Redes impulsionam ataque às mulheres

Esse tipo de conteúdo não representa apenas manifestações isoladas de intolerância, mas integra uma estratégia de fortalecimento de comunidades digitais que normalizam o ódio contra as mulheres.

Por Caio Ribeiro

Um dado preocupante, sobretudo em tempos de discursos de ódio ao ser humano. As redes sociais têm se consolidado como uma das principais formas de disseminação da misoginia. Um levantamento da FGV (Fundação Getúlio Vargas) identificou que 87% das publicações analisadas em comunidades misóginas do Telegram defendem posições contrárias ao direito de voto feminino. O alto índice escancara o avanço de narrativas que questionam direitos conquistados há décadas.

 

O estudo mostra que os espaços digitais difundem argumentos baseados em estereótipos de gênero, apresentando as mulheres como incapazes de exercer plenamente a cidadania ou responsabilizando-as por problemas políticos e sociais.
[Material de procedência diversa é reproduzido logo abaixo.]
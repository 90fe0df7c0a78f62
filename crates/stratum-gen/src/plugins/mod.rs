//! The built-in contribution units. Each emits members/methods over the
//! `stratum-runtime` API; the emitted bodies match the runtime contract the
//! fixture entities in that crate exercise.

mod attribute_accessor;
mod collection_accessor;
mod constant;
mod constructor;
mod member;
mod primary_key;
mod reference_accessor;
mod tree_deserializer;
mod tree_serializer;

pub use attribute_accessor::AttributeAccessorPlugin;
pub use collection_accessor::CollectionAccessorPlugin;
pub use constant::ConstantPlugin;
pub use constructor::ConstructorPlugin;
pub use member::MemberPlugin;
pub use primary_key::PrimaryKeyPlugin;
pub use reference_accessor::ReferenceAccessorPlugin;
pub use tree_deserializer::TreeDeserializerPlugin;
pub use tree_serializer::TreeSerializerPlugin;

use convert_case::{Case, Casing};
use stratum_schema::{node::Attribute, types::AttributeKind};

// Value type of an attribute; the backing member wraps it in Option.
// Schema validation guarantees Object/Enum attributes carry a type name.
pub(crate) fn value_type(attribute: &Attribute) -> String {
    match attribute.kind {
        AttributeKind::Bool => "bool".to_string(),
        AttributeKind::Int => "i64".to_string(),
        AttributeKind::Float => "f64".to_string(),
        AttributeKind::Text => "String".to_string(),
        AttributeKind::DateTime => "Timestamp".to_string(),
        AttributeKind::Date => "Date".to_string(),
        AttributeKind::Time => "Time".to_string(),
        AttributeKind::List => "Tree".to_string(),
        AttributeKind::Object => format!(
            "Shared<{}>",
            attribute.type_name.as_deref().unwrap_or_default()
        ),
        AttributeKind::Enum => attribute.type_name.clone().unwrap_or_default(),
    }
}

pub(crate) fn member_type(attribute: &Attribute) -> String {
    format!("Option<{}>", value_type(attribute))
}

// Kinds whose getters return by copy; the rest clone.
pub(crate) const fn is_copy_kind(kind: AttributeKind) -> bool {
    matches!(
        kind,
        AttributeKind::Bool
            | AttributeKind::Int
            | AttributeKind::Float
            | AttributeKind::DateTime
            | AttributeKind::Date
            | AttributeKind::Time
            | AttributeKind::Enum
    )
}

pub(crate) fn column_constant(attribute: &Attribute) -> String {
    format!("COLUMN_{}", attribute.name.to_case(Case::Constant))
}

pub(crate) fn variant_name(value: &str) -> String {
    value.to_case(Case::UpperCamel)
}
As mensagens recorrem a discursos paternalistas e ainda a ataques abertamente hostis, incentivando a discriminação e a violência.

 

Esse tipo de conteúdo não representa apenas manifestações isoladas de intolerância, mas integra uma estratégia de fortalecimento de comunidades digitais que normalizam o ódio contra as mulheres.

 

O enfrentamento à misoginia nas redes sociais exige ações conjuntas das plataformas digitais, do poder público e da sociedade civil, com medidas voltadas à moderação de conteúdos que incitem o ódio, à educação digital e à promoção da igualdade de gênero. O objetivo é impedir que discursos discriminatórios aumentem a violência e comprometam direitos fundamentais.